• **Exercise**:
Reproduce each line from the first in the data through the line that contains "them into a" exactly; give nothing else.

Stored data entries
****

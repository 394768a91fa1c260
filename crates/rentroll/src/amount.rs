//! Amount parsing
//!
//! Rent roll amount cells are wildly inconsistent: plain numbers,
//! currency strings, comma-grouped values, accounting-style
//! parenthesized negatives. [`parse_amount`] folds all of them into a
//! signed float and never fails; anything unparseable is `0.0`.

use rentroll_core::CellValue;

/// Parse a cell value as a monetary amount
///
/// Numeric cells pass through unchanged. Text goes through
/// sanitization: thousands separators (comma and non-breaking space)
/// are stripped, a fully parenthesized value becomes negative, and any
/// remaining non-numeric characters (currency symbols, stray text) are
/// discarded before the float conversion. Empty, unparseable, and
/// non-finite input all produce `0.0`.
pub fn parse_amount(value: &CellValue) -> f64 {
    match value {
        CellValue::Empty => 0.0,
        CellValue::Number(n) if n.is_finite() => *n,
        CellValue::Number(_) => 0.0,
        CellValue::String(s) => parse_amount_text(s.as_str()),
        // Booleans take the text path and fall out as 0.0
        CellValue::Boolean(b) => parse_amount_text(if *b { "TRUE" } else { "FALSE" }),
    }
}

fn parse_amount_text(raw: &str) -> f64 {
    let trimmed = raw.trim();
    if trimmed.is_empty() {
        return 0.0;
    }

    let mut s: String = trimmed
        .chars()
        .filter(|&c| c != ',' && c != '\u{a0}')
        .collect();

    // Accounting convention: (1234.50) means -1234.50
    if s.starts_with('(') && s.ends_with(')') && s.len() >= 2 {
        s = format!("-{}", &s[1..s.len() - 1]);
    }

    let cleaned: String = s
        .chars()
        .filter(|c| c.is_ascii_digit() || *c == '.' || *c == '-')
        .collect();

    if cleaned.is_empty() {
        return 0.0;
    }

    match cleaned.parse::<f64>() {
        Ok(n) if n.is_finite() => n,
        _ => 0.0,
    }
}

****

• **Your response**:
repository 394768a91fa1c260
filename crates/rentroll/src/amount.rs
//! Amount parsing
//!
//! Rent roll amount cells are wildly inconsistent: plain numbers,
//! currency strings, comma-grouped values, accounting-style
//! parenthesized negatives. [`parse_amount`] folds all of them into a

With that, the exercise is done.